◆ EXERCISE REQUIREMENTS
Scan the data below and state the number of lines that include the word "SharedMapping", adding no comment.

◆ RECORDS PROVIDED

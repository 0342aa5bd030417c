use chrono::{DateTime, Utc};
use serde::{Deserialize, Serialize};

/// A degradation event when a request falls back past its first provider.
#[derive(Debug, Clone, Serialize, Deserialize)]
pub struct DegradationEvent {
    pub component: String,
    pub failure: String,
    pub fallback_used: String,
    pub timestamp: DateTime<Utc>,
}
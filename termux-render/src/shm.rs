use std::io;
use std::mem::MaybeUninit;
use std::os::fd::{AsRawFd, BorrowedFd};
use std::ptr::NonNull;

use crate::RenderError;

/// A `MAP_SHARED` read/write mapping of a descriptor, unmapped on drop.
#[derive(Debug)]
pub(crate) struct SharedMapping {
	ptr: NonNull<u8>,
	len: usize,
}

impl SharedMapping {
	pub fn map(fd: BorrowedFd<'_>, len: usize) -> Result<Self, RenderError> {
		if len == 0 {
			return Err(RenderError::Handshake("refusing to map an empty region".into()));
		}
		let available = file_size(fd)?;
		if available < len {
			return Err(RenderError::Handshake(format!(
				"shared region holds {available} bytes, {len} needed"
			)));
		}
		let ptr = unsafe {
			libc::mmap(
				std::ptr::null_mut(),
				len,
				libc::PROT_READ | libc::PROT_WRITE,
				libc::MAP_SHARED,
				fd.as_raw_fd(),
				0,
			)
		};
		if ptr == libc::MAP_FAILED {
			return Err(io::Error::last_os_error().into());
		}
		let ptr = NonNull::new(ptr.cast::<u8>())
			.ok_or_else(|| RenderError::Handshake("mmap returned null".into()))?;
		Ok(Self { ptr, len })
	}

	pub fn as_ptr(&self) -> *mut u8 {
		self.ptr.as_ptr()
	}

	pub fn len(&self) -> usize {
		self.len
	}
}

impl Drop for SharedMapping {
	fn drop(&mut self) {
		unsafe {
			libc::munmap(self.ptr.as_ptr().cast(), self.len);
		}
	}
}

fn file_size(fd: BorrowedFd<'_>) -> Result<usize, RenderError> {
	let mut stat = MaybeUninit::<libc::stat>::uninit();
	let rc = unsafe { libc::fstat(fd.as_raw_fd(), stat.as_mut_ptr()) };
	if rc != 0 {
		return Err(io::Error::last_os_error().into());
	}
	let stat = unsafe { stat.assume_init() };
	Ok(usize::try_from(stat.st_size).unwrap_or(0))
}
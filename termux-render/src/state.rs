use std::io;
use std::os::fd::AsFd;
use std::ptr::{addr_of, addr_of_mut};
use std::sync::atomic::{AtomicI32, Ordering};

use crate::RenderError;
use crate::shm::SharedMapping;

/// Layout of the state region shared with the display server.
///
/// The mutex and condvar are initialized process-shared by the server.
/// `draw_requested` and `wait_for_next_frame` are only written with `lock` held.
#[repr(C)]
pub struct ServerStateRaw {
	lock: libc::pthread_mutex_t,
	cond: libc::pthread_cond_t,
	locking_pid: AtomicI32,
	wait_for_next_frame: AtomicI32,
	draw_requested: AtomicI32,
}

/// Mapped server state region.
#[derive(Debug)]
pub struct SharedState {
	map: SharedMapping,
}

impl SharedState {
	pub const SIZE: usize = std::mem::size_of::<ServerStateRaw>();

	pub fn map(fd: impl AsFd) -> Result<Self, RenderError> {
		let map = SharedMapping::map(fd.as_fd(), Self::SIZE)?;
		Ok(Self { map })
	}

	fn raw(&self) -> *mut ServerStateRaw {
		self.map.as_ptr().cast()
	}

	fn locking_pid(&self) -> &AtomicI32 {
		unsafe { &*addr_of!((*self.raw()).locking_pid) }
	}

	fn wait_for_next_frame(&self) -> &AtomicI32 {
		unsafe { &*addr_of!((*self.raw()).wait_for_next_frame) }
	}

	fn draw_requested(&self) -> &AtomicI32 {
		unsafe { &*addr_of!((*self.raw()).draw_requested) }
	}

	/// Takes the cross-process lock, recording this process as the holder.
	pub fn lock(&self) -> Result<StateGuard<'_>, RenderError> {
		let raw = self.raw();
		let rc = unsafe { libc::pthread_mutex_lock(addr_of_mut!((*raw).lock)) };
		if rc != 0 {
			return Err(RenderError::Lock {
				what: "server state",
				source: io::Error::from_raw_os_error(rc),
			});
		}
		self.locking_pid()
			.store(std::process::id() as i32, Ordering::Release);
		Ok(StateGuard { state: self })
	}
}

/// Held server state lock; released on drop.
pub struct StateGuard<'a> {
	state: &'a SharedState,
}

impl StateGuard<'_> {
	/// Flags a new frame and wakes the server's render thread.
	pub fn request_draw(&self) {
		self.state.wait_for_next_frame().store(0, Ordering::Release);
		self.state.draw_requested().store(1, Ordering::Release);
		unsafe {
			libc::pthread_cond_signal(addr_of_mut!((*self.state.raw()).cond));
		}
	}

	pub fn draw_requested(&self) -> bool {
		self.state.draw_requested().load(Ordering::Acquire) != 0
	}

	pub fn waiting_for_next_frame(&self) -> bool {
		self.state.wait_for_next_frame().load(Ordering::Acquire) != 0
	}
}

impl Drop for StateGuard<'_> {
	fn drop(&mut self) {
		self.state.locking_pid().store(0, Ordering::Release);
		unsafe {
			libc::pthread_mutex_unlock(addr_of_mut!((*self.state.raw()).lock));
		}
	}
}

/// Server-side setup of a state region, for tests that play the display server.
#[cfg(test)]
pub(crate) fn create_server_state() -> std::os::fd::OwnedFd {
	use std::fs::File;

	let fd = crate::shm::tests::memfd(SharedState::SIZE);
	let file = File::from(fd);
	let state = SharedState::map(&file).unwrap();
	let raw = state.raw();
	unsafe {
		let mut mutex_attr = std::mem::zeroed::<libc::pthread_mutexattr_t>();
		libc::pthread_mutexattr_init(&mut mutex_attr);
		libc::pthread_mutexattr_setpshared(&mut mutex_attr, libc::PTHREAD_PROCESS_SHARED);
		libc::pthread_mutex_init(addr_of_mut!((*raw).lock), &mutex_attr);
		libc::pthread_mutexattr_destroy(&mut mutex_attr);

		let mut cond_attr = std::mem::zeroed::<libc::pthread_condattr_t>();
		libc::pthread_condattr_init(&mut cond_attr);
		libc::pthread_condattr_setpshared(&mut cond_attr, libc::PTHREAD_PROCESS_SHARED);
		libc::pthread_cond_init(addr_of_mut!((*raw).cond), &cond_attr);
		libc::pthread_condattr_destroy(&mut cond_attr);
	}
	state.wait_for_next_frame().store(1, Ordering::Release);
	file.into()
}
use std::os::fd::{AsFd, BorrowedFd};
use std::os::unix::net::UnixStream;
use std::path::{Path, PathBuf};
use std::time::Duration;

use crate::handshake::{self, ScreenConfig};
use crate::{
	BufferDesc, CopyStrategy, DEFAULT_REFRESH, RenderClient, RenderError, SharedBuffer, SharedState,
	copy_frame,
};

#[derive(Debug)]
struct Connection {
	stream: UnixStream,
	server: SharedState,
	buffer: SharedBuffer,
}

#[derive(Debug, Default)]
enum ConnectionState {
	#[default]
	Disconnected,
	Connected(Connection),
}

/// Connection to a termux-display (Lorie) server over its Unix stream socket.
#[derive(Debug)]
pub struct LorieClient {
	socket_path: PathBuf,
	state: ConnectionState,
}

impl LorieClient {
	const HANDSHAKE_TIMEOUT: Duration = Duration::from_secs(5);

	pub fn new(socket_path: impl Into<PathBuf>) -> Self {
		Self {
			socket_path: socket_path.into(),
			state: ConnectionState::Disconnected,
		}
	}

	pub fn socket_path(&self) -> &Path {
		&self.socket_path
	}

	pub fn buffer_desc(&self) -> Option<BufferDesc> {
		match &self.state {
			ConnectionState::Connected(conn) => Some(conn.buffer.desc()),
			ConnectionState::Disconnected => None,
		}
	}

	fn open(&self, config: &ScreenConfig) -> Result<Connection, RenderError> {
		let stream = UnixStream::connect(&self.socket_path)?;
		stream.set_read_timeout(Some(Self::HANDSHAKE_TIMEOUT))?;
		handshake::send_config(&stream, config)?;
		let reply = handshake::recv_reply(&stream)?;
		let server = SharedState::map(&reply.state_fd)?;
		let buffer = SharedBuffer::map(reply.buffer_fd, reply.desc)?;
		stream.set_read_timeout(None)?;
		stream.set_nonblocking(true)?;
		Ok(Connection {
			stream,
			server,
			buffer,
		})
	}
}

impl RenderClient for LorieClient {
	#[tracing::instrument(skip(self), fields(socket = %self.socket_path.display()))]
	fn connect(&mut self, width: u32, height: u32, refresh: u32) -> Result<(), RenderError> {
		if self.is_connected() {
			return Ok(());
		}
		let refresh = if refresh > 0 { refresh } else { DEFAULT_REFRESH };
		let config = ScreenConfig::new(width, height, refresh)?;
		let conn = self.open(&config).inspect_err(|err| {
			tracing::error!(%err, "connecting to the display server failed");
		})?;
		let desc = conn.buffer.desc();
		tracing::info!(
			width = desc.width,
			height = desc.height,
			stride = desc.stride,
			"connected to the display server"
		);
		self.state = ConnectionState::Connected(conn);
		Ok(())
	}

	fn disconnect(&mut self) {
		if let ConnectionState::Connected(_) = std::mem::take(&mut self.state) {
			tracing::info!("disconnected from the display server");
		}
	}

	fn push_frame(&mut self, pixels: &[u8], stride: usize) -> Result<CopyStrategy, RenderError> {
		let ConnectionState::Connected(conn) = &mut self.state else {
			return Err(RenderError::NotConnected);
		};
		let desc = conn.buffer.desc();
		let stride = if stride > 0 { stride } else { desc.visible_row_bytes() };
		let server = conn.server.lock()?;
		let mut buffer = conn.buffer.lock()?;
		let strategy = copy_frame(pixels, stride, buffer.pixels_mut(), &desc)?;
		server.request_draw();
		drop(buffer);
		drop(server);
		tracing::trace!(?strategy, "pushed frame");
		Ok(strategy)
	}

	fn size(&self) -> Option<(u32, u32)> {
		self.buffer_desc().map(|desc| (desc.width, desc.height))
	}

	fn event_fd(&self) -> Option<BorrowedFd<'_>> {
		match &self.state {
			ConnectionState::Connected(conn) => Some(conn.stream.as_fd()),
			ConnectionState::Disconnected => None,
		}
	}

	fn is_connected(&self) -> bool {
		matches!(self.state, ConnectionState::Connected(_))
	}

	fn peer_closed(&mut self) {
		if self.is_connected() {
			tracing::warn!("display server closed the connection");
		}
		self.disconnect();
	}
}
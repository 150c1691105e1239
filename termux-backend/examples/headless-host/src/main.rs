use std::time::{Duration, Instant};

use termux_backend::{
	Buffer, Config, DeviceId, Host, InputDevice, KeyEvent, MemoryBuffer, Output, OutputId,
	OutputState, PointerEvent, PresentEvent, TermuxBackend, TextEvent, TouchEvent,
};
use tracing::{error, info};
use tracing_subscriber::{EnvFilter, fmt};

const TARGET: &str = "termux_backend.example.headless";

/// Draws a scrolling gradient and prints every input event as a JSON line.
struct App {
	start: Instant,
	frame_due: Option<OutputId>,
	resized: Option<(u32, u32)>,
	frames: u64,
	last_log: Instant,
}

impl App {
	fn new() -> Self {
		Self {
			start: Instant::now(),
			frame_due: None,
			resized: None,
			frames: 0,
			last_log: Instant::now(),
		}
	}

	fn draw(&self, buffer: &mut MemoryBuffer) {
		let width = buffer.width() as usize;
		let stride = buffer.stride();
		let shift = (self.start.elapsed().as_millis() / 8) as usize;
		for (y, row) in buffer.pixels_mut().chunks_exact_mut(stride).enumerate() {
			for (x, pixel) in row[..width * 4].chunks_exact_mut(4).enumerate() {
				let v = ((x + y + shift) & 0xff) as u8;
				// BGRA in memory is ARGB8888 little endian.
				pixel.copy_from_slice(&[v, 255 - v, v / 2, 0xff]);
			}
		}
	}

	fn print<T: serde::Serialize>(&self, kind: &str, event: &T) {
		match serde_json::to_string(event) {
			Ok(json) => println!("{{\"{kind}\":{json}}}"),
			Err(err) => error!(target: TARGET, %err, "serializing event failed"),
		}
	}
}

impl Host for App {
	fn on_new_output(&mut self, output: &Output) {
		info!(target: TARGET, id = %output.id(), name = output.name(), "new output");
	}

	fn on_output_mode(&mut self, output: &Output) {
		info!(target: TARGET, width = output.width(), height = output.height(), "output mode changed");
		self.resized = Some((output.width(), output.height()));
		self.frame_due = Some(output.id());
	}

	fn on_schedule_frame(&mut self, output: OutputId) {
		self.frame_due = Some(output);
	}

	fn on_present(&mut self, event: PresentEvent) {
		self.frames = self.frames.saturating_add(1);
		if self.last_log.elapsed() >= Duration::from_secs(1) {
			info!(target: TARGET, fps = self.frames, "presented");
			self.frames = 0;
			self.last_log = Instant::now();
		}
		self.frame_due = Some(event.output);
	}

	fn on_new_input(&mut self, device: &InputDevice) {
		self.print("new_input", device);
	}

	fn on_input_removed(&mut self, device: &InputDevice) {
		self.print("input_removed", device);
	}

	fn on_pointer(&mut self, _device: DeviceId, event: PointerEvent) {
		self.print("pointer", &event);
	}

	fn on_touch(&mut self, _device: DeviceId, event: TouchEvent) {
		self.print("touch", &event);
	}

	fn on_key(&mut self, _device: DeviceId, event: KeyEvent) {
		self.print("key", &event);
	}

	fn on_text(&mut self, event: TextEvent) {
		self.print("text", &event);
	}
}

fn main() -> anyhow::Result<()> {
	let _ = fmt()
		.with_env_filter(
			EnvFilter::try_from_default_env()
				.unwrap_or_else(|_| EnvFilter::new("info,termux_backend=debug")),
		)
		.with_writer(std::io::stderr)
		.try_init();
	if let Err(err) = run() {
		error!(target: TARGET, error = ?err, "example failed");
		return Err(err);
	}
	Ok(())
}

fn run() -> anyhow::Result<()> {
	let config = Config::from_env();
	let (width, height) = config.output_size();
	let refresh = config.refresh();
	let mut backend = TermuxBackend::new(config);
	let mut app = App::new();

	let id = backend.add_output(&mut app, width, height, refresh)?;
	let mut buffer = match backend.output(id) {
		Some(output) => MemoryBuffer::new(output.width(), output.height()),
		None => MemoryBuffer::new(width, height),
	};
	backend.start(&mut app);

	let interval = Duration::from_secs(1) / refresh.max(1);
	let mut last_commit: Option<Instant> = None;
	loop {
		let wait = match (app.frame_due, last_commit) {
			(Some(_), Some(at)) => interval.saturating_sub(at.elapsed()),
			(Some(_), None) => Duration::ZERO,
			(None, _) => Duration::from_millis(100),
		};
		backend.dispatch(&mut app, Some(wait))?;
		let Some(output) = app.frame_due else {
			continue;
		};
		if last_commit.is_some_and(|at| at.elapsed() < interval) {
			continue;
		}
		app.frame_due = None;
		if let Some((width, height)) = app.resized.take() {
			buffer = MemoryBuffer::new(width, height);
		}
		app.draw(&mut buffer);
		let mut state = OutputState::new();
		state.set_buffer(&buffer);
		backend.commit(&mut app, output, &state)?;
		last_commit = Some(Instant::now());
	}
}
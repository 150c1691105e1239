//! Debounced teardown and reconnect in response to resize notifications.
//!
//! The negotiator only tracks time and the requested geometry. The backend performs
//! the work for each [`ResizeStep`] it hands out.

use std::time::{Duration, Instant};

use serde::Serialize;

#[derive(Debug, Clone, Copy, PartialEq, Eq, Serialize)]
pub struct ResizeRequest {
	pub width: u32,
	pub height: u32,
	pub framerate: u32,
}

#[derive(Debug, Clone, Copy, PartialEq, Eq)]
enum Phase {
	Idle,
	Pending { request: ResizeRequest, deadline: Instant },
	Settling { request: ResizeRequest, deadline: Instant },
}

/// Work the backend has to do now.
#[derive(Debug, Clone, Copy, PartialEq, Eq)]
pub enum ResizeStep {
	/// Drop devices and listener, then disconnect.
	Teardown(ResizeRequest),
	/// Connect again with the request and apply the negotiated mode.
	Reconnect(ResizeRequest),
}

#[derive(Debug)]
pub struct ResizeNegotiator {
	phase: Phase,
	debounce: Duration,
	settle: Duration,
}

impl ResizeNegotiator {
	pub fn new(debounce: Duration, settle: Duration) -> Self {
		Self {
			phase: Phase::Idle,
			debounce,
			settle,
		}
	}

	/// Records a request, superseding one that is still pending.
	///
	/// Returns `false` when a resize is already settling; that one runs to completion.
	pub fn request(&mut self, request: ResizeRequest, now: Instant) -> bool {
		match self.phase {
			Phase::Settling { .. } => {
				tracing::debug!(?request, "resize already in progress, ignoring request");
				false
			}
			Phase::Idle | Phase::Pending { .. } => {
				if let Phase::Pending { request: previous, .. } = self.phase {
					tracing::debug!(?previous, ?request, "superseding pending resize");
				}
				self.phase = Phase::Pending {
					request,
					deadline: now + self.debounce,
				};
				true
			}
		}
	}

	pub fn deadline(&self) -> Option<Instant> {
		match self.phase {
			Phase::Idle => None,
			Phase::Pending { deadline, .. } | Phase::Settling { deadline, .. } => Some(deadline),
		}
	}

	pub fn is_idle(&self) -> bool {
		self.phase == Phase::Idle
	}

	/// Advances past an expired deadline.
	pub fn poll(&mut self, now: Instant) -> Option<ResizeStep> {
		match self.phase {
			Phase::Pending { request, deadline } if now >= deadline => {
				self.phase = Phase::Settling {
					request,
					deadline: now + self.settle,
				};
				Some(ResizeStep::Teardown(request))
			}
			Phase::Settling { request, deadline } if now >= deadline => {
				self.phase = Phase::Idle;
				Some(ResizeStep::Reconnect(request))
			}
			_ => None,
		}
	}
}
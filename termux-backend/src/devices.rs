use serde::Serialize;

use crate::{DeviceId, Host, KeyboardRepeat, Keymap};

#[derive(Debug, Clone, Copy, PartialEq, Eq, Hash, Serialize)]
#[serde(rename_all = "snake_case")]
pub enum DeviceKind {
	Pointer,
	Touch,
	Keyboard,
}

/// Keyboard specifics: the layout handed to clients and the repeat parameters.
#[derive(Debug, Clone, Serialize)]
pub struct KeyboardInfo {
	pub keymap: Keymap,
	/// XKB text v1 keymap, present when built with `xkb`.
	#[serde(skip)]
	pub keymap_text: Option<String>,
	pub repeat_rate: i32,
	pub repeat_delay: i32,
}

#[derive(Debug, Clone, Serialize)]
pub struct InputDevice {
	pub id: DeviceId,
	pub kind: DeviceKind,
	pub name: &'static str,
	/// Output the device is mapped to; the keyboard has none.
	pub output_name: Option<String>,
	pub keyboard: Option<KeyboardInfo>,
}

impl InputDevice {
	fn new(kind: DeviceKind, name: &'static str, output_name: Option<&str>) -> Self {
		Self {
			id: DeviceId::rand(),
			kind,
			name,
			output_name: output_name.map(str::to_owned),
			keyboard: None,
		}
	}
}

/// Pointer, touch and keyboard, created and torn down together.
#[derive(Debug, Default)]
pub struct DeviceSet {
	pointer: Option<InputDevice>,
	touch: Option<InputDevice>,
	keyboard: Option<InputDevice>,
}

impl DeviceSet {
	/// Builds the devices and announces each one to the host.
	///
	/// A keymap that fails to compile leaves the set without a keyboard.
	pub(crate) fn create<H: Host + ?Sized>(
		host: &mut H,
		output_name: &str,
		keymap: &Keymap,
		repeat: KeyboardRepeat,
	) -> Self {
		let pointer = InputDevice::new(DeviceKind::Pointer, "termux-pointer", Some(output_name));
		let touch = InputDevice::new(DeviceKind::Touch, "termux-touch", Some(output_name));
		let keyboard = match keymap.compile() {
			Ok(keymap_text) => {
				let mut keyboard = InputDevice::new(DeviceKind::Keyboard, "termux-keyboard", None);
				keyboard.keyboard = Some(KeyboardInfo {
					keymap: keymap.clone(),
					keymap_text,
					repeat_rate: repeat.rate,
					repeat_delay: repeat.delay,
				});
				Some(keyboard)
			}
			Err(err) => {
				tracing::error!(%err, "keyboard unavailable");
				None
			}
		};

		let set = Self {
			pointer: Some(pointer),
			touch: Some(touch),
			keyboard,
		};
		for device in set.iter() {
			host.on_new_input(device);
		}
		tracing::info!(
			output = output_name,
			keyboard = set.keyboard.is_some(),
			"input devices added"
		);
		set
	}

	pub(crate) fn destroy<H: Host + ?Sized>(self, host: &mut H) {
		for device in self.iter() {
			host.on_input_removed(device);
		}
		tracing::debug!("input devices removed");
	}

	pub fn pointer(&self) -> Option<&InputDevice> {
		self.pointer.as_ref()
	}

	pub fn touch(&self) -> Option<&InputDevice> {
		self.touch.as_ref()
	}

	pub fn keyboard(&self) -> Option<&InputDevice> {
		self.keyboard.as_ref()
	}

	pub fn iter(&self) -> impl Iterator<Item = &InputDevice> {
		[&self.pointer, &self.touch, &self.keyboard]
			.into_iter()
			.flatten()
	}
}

◆ RESULT
6